Collected data entries:
━━━━━━━━━━

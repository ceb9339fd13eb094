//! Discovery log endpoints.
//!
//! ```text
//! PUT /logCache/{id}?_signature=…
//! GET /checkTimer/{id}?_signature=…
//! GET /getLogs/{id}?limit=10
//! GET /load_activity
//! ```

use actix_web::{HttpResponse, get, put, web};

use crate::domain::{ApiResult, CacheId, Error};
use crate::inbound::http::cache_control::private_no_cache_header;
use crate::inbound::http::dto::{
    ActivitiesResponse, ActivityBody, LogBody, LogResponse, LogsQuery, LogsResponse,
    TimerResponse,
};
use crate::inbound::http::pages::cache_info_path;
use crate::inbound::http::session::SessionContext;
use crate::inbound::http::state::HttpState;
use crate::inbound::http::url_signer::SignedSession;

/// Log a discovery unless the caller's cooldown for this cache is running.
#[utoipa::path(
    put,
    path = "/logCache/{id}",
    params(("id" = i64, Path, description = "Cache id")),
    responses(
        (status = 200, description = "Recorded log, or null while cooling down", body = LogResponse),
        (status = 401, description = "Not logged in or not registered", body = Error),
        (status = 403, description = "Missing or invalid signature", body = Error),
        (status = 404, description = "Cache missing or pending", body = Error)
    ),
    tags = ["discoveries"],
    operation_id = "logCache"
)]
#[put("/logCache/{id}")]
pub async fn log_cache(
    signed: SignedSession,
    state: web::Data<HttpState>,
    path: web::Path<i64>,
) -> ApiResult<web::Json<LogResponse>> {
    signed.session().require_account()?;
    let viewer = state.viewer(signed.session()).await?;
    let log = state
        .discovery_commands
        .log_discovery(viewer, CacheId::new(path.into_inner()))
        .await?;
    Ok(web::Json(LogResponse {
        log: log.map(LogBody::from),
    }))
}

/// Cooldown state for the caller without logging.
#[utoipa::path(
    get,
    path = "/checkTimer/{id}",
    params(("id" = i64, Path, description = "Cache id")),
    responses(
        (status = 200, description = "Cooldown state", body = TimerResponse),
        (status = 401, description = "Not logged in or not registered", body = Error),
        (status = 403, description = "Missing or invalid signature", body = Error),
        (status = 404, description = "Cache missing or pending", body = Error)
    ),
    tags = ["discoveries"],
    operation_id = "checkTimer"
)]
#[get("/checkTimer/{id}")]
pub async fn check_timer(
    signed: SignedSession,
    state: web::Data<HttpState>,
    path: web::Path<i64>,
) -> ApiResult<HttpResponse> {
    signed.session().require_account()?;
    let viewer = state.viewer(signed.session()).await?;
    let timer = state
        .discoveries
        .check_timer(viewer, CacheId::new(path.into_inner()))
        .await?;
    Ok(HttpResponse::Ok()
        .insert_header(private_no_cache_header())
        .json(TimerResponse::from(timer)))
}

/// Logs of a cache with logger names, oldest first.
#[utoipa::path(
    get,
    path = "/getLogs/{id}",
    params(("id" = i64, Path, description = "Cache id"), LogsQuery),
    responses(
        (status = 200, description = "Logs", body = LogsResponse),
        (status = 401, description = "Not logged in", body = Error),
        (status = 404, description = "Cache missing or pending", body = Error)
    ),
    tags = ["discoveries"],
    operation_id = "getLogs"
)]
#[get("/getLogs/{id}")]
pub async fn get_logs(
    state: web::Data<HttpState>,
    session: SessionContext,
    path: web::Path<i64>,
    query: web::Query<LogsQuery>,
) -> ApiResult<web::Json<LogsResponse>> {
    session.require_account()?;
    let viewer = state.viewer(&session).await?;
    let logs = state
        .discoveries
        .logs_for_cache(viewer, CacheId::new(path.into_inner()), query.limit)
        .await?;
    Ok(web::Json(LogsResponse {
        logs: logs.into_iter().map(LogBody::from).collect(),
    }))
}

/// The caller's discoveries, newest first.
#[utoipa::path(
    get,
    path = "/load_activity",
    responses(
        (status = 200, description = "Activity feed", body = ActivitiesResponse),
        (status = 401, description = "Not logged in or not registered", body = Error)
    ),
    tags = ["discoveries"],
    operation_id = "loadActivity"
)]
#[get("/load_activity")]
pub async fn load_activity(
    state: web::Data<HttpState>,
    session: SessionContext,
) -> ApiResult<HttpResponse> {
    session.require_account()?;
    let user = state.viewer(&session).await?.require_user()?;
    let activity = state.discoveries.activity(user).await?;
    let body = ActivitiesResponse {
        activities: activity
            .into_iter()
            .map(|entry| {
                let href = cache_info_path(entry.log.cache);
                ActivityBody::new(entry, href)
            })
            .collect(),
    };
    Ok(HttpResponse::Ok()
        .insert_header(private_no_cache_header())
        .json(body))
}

━━━━━━━━━━

How to complete this task:
For each line in the data above that contains the string "href", extract the line.

Result for this exercise:
                let href = cache_info_path(entry.log.cache);
                ActivityBody::new(entry, href)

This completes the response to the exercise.